The entire area, and especially the Delaware Water Gap, is replete with the remains of an agricultural people — and before that scattered civilizations of Lenape and European trappers, hunters, traders. My favorite path is the Old Mine Road, part macadam, dirt, gravel, it winds along the river past withering stone walls like some kind of Anatolian highway. The bergamot and the wild carrot, loostrife, thistle, phlox, yellow flax, the outrageous common mullein are having a field day in the fallow pasture. The farmsteads, barns, porches, outhouses, and the stone walls that once demarcated property are left to the will of the autumn olive trees, the bear and vultures, the deer and pheasant.

I have fallen unabashedly in love with the sense of lost control that pervades. The gypsy moth caterpillars have finished — having devoured 170,000 acres of forest in Sussex County alone — and yet with all the rain so many of the trees have already recovered. The moths themselves drift along the roadside, so many to make Truman Capote smile. Now, the spotted touch-me-not flowers in every crease where mortar has given way. “The spotted blossom hangs like a pendent jewel,” says Peterson, “succulent stems exude juice when broken.” Blacktop breaks away; and roof slate and the red-painted wood from walls of barns. Enter one of those empty, sweet-smelling barns: the flapping of wings, the slight sound of movement, movement — where? — my heart jumps for all this marvelous waste. At the stone trestle of a washed-out bridge, an American Goldfinch darts past bunches of Joe Pye weed to the tops of the fire-flowers of the sumac trees. All is lost, or being lost, sifting slowly through our fingers.

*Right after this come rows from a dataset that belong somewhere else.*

use bitflags::bitflags;
use num_derive::{FromPrimitive, ToPrimitive};
use num_traits::{FromPrimitive as _, ToPrimitive as _};

use super::RdpVersion;
use crate::cursor::{ReadCursor, WriteCursor};
use crate::nego::SecurityProtocol;
use crate::{utils, PduDecode, PduEncode, PduError, PduErrorExt as _, PduResult};

const CLIENT_NAME_FIELD_LEN: usize = 32;
const IME_FILE_NAME_FIELD_LEN: usize = 64;
const DIG_PRODUCT_ID_FIELD_LEN: usize = 64;

/// Writes a UTF-16 string into a fixed-width, null-terminated field.
fn write_fixed_utf16(dst: &mut WriteCursor<'_>, value: &str, field_len: usize) {
    let mut encoded = utils::to_utf16_bytes(value);
    encoded.truncate(field_len - 2);
    encoded.resize(field_len, 0); // null terminator and padding

    dst.write_slice(&encoded);
}

/// Reads a fixed-width UTF-16 field, dropping the padding.
fn read_fixed_utf16(src: &mut ReadCursor<'_>, field_len: usize) -> String {
    let raw = utils::from_utf16_bytes(src.read_slice(field_len));
    raw.trim_end_matches('\u{0}').to_owned()
}

/// 2.2.1.3.2 Client Core Data (TS_UD_CS_CORE), mandatory part.
///
/// The trailing optional fields live in [`ClientCoreOptionalData`]; clients
/// may stop emitting them at any field boundary.
#[derive(Debug, Clone, PartialEq, Eq)]
pub struct ClientCoreData {
    pub version: RdpVersion,
    pub desktop_width: u16,
    pub desktop_height: u16,
    /// Ignored by servers once postBeta2ColorDepth is present.
    pub color_depth: ColorDepth,
    pub sec_access_sequence: SecureAccessSequence,
    pub keyboard_layout: u32,
    pub client_build: u32,
    pub client_name: String,
    pub keyboard_type: KeyboardType,
    pub keyboard_subtype: u32,
    pub keyboard_functional_keys_count: u32,
    pub ime_file_name: String,
    pub optional_data: ClientCoreOptionalData,
}

impl ClientCoreData {
    const NAME: &'static str = "ClientCoreData";

    const FIXED_PART_SIZE: usize = 4 /* version */
        + 2 /* desktopWidth */
        + 2 /* desktopHeight */
        + 2 /* colorDepth */
        + 2 /* SASSequence */
        + 4 /* keyboardLayout */
        + 4 /* clientBuild */
        + CLIENT_NAME_FIELD_LEN
        + 4 /* keyboardType */
        + 4 /* keyboardSubType */
        + 4 /* keyboardFunctionKey */
        + IME_FILE_NAME_FIELD_LEN;
}

impl PduEncode for ClientCoreData {
    fn encode(&self, dst: &mut WriteCursor<'_>) -> PduResult<()> {
        ensure_size!(in: dst, size: self.size());

        dst.write_u32(self.version.0);
        dst.write_u16(self.desktop_width);
        dst.write_u16(self.desktop_height);
        dst.write_u16(self.color_depth.to_u16().unwrap());
        dst.write_u16(self.sec_access_sequence.to_u16().unwrap());
        dst.write_u32(self.keyboard_layout);
        dst.write_u32(self.client_build);
        write_fixed_utf16(dst, &self.client_name, CLIENT_NAME_FIELD_LEN);
        dst.write_u32(self.keyboard_type.to_u32().unwrap());
        dst.write_u32(self.keyboard_subtype);
        dst.write_u32(self.keyboard_functional_keys_count);
        write_fixed_utf16(dst, &self.ime_file_name, IME_FILE_NAME_FIELD_LEN);

        self.optional_data.encode(dst)
    }

    fn name(&self) -> &'static str {
        Self::NAME
    }

    fn size(&self) -> usize {
        Self::FIXED_PART_SIZE + self.optional_data.size()
    }
}

impl<'de> PduDecode<'de> for ClientCoreData {
    fn decode(src: &mut ReadCursor<'de>) -> PduResult<Self> {
        ensure_fixed_part_size!(in: src);

        let unknown_value = |field: &'static str| PduError::invalid_message(Self::NAME, field, "unknown value");

        Ok(Self {
            version: RdpVersion(src.read_u32()),
            desktop_width: src.read_u16(),
            desktop_height: src.read_u16(),
            color_depth: ColorDepth::from_u16(src.read_u16()).ok_or_else(|| unknown_value("colorDepth"))?,
            sec_access_sequence: SecureAccessSequence::from_u16(src.read_u16())
                .ok_or_else(|| unknown_value("SASSequence"))?,
            keyboard_layout: src.read_u32(),
            client_build: src.read_u32(),
            client_name: read_fixed_utf16(src, CLIENT_NAME_FIELD_LEN),
            keyboard_type: KeyboardType::from_u32(src.read_u32()).ok_or_else(|| unknown_value("keyboardType"))?,
            keyboard_subtype: src.read_u32(),
            keyboard_functional_keys_count: src.read_u32(),
            ime_file_name: read_fixed_utf16(src, IME_FILE_NAME_FIELD_LEN),
            optional_data: ClientCoreOptionalData::decode(src)?,
        })
    }
}

/// 2.2.1.3.2 Client Core Data (TS_UD_CS_CORE), optional tail.
///
/// Fields form a strict prefix on the wire: a field may only be present when
/// everything before it is.
#[derive(Debug, Clone, Default, PartialEq, Eq)]
pub struct ClientCoreOptionalData {
    /// Supersedes `color_depth`; itself superseded by `high_color_depth`.
    pub post_beta2_color_depth: Option<ColorDepth>,
    pub client_product_id: Option<u16>,
    pub serial_number: Option<u32>,
    pub high_color_depth: Option<HighColorDepth>,
    pub supported_color_depths: Option<SupportedColorDepths>,
    pub early_capability_flags: Option<ClientEarlyCapabilityFlags>,
    pub dig_product_id: Option<String>,
    pub connection_type: Option<ConnectionType>,
    pub server_selected_protocol: Option<SecurityProtocol>,
}

impl ClientCoreOptionalData {
    const NAME: &'static str = "ClientCoreOptionalData";

    /// Per-field encoded sizes, in wire order.
    fn field_sizes(&self) -> [Option<usize>; 9] {
        [
            self.post_beta2_color_depth.map(|_| 2),
            self.client_product_id.map(|_| 2),
            self.serial_number.map(|_| 4),
            self.high_color_depth.map(|_| 2),
            self.supported_color_depths.map(|_| 2),
            self.early_capability_flags.map(|_| 2),
            self.dig_product_id.as_ref().map(|_| DIG_PRODUCT_ID_FIELD_LEN),
            self.connection_type.map(|_| 1 + 1 /* pad */),
            self.server_selected_protocol.map(|_| 4),
        ]
    }

    /// Present fields must form a prefix of the wire order.
    fn check_prefix(&self) -> PduResult<()> {
        let mut gap_seen = false;
        for size in self.field_sizes() {
            match size {
                Some(_) if gap_seen => {
                    return Err(invalid_message_err!(
                        "optionalData",
                        "field present after an absent one"
                    ));
                }
                Some(_) => {}
                None => gap_seen = true,
            }
        }

        Ok(())
    }
}

impl PduEncode for ClientCoreOptionalData {
    fn encode(&self, dst: &mut WriteCursor<'_>) -> PduResult<()> {
        self.check_prefix()?;
        ensure_size!(in: dst, size: self.size());

        if let Some(value) = self.post_beta2_color_depth {
            dst.write_u16(value.to_u16().unwrap());
        }
        if let Some(value) = self.client_product_id {
            dst.write_u16(value);
        }
        if let Some(value) = self.serial_number {
            dst.write_u32(value);
        }
        if let Some(value) = self.high_color_depth {
            dst.write_u16(value.to_u16().unwrap());
        }
        if let Some(value) = self.supported_color_depths {
            dst.write_u16(value.bits());
        }
        if let Some(value) = self.early_capability_flags {
            dst.write_u16(value.bits());
        }
        if let Some(value) = &self.dig_product_id {
            write_fixed_utf16(dst, value, DIG_PRODUCT_ID_FIELD_LEN);
        }
        if let Some(value) = self.connection_type {
            dst.write_array([value.to_u8().unwrap(), 0 /* pad1octet */]);
        }
        if let Some(value) = self.server_selected_protocol {
            dst.write_u32(value.bits());
        }

        Ok(())
    }

    fn name(&self) -> &'static str {
        Self::NAME
    }

    fn size(&self) -> usize {
        self.field_sizes().into_iter().flatten().sum()
    }
}

impl<'de> PduDecode<'de> for ClientCoreOptionalData {
    fn decode(src: &mut ReadCursor<'de>) -> PduResult<Self> {
        let mut data = Self::default();

        // Every field below may legitimately be the first one missing, so
        // each read is gated on the remaining length.

        if src.len() < 2 {
            return Ok(data);
        }
        let raw = src.read_u16();
        data.post_beta2_color_depth =
            Some(ColorDepth::from_u16(raw).ok_or_else(|| invalid_message_err!("postBeta2ColorDepth", "unknown value"))?);

        if src.len() < 2 {
            return Ok(data);
        }
        data.client_product_id = Some(src.read_u16());

        if src.len() < 4 {
            return Ok(data);
        }
        data.serial_number = Some(src.read_u32());

        if src.len() < 2 {
            return Ok(data);
        }
        let raw = src.read_u16();
        data.high_color_depth =
            Some(HighColorDepth::from_u16(raw).ok_or_else(|| invalid_message_err!("highColorDepth", "unknown value"))?);

        if src.len() < 2 {
            return Ok(data);
        }
        data.supported_color_depths = Some(SupportedColorDepths::from_bits_truncate(src.read_u16()));

        if src.len() < 2 {
            return Ok(data);
        }
        data.early_capability_flags = Some(ClientEarlyCapabilityFlags::from_bits_truncate(src.read_u16()));

        if src.len() < DIG_PRODUCT_ID_FIELD_LEN {
            return Ok(data);
        }
        data.dig_product_id = Some(read_fixed_utf16(src, DIG_PRODUCT_ID_FIELD_LEN));

        if src.len() < 2 {
            return Ok(data);
        }
        let [raw, _pad] = src.read_array();
        data.connection_type =
            Some(ConnectionType::from_u8(raw).ok_or_else(|| invalid_message_err!("connectionType", "unknown value"))?);

        if src.len() < 4 {
            return Ok(data);
        }
        data.server_selected_protocol = Some(SecurityProtocol::from_bits_truncate(src.read_u32()));

        Ok(data)
    }
}

/// Legacy colorDepth / postBeta2ColorDepth values.
#[repr(u16)]
#[derive(Debug, Copy, Clone, PartialEq, Eq, FromPrimitive, ToPrimitive)]
pub enum ColorDepth {
    Bpp4 = 0xCA00,
    Bpp8 = 0xCA01,
    Rgb555Bpp16 = 0xCA02,
    Rgb565Bpp16 = 0xCA03,
    Bpp24 = 0xCA04,
}

/// highColorDepth values, plain bit counts.
#[repr(u16)]
#[derive(Debug, Copy, Clone, FromPrimitive, ToPrimitive, Eq, Ord, PartialEq, PartialOrd)]
pub enum HighColorDepth {
    Bpp4 = 0x0004,
    Bpp8 = 0x0008,
    Rgb555Bpp16 = 0x000F,
    Rgb565Bpp16 = 0x0010,
    Bpp24 = 0x0018,
}

#[repr(u16)]
#[derive(Debug, Copy, Clone, PartialEq, Eq, FromPrimitive, ToPrimitive)]
pub enum SecureAccessSequence {
    Del = 0xAA03,
}

#[derive(Debug, Copy, Clone, PartialEq, Eq, FromPrimitive, ToPrimitive)]
pub enum KeyboardType {
    IbmPcXt = 1,
    OlivettiIco = 2,
    IbmPcAt = 3,
    IbmEnhanced = 4,
    Nokia1050 = 5,
    Nokia9140 = 6,
    Japanese = 7,
}

/// connectionType values; only meaningful when
/// [`ClientEarlyCapabilityFlags::VALID_CONNECTION_TYPE`] is set.
#[repr(u8)]
#[derive(Debug, Copy, Clone, PartialEq, Eq, FromPrimitive, ToPrimitive)]
pub enum ConnectionType {
    NotUsed = 0,
    Modem = 1,
    BroadbandLow = 2,
    Satellite = 3,
    BroadbandHigh = 4,
    Wan = 5,
    Lan = 6,
    Autodetect = 7,
}

bitflags! {
    #[derive(Debug, Clone, Copy, PartialEq, Eq, PartialOrd, Ord, Hash)]
    pub struct SupportedColorDepths: u16 {
        const BPP24 = 1;
        const BPP16 = 2;
        const BPP15 = 4;
        const BPP32 = 8;
        const _ = !0;
    }
}

bitflags! {
    /// earlyCapabilityFlags; the proxy clears WANT_32_BPP_SESSION before
    /// forwarding the block.
    #[derive(Debug, Clone, Copy, PartialEq, Eq, PartialOrd, Ord, Hash)]
    pub struct ClientEarlyCapabilityFlags: u16 {
        const SUPPORT_ERR_INFO_PDU = 0x0001;
        const WANT_32_BPP_SESSION = 0x0002;
        const SUPPORT_STATUS_INFO_PDU = 0x0004;
        const STRONG_ASYMMETRIC_KEYS = 0x0008;
        const RELATIVE_MOUSE_INPUT = 0x0010;
        const VALID_CONNECTION_TYPE = 0x0020;
        const SUPPORT_MONITOR_LAYOUT_PDU = 0x0040;
        const SUPPORT_NET_CHAR_AUTODETECT = 0x0080;
        const SUPPORT_DYN_VC_GFX_PROTOCOL = 0x0100;
        const SUPPORT_DYNAMIC_TIME_ZONE = 0x0200;
        const SUPPORT_HEART_BEAT_PDU = 0x0400;
        const SUPPORT_SKIP_CHANNELJOIN = 0x0800;
        const _ = !0;
    }
}

#[cfg(test)]
mod tests {
    use super::*;

    #[test]
    fn optional_fields_must_form_a_prefix() {
        let data = ClientCoreOptionalData {
            serial_number: Some(1), // first two fields absent
            ..Default::default()
        };

        let mut buf = [0u8; 16];
        assert!(data.encode(&mut WriteCursor::new(&mut buf)).is_err());
    }

    #[test]
    fn truncated_optional_tail_stops_cleanly() {
        // postBeta2ColorDepth only, then end of block.
        let bytes = 0xCA01u16.to_le_bytes();
        let mut src = ReadCursor::new(&bytes);

        let data = ClientCoreOptionalData::decode(&mut src).unwrap();
        assert_eq!(data.post_beta2_color_depth, Some(ColorDepth::Bpp8));
        assert_eq!(data.client_product_id, None);
    }
}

And so I dig around the loose boards of an old barn skirted by wild flowers, bulrushes, reed-grass a mile high, oh, the panoply of butterflies, my legs bitten and shredded by the angry, defensive thicket, digging for wooden boards in good-enough condition to make a table-top and all the while at Sixth and Market, in gracious ceremony and with the aid of symbolic water from the Nile, officials closed the dig at the President’s House. What a terrific exercise it was this spring and summer to dig through that ground, at once reifying the space and putting it to question. It was, to so many, Katrina-like in its power to illuminate our nation’s — our city’s — original sin. There it was lying beneath our feet, like the dead rat my kids found after biking to the edge of a washed-out bridge. We covered the rat with stones from the bank of the Flatbrook. Returning a couple of days later, I pulled off the stone: nothing, or so little I had to point out the few identifiable bones, what I thought was the skin, a single claw. Nothing, as if the creature hadn’t ever existed. But the National Park Service can’t make the bow wall or the story of Hercules’ kitchen go away.

Just adjacent to the site of the President’s House, Olin Partners has serendipitously designed a speaker’s corner; what if we followed the lead of this archeology display and began to speak the truth?

I brought along with me to the country The Lost Promise of Civil Rights, by my friend Risa Goluboff. Risa is an academic superstar and her book, which came out in May, is accompanied by almost unbelievable advance-praise. Her point, if I am getting it, is this: somewhere along the road to civil rights, and Risa marks that point as Brown v. Board of Education, economic justice for African-Americans was sacrificed for a kind of emotional and psychological healing. So we’re drizzling Nile River water while one-of-four Philadelphians lives below the federal poverty line. I’m guessing that rate is even higher for African-Americans.

I don’t mean to knock yesterday’s ceremony. You know I am drawn to (and sometimes repelled by) symbolism. In this case, officials attempted to meet the moving act of the dig itself with something appropriately evocative. There are apparently enough Americans who felt shame in the staining of George Washington’s reputation (and would rather we didn’t make such a big deal about his indiscretion) that it’s vital to tell the story. And because it implies the need for such a significant re-telling of the creation-myth of the new republic, the little ruins is sure to have a large impact. But just as bee balm isn’t really the strongest medicine, neither is this kind of cultural rectification. We’ll need something more powerful to find — amidst such colossal ruins — real hope for the poorest among us.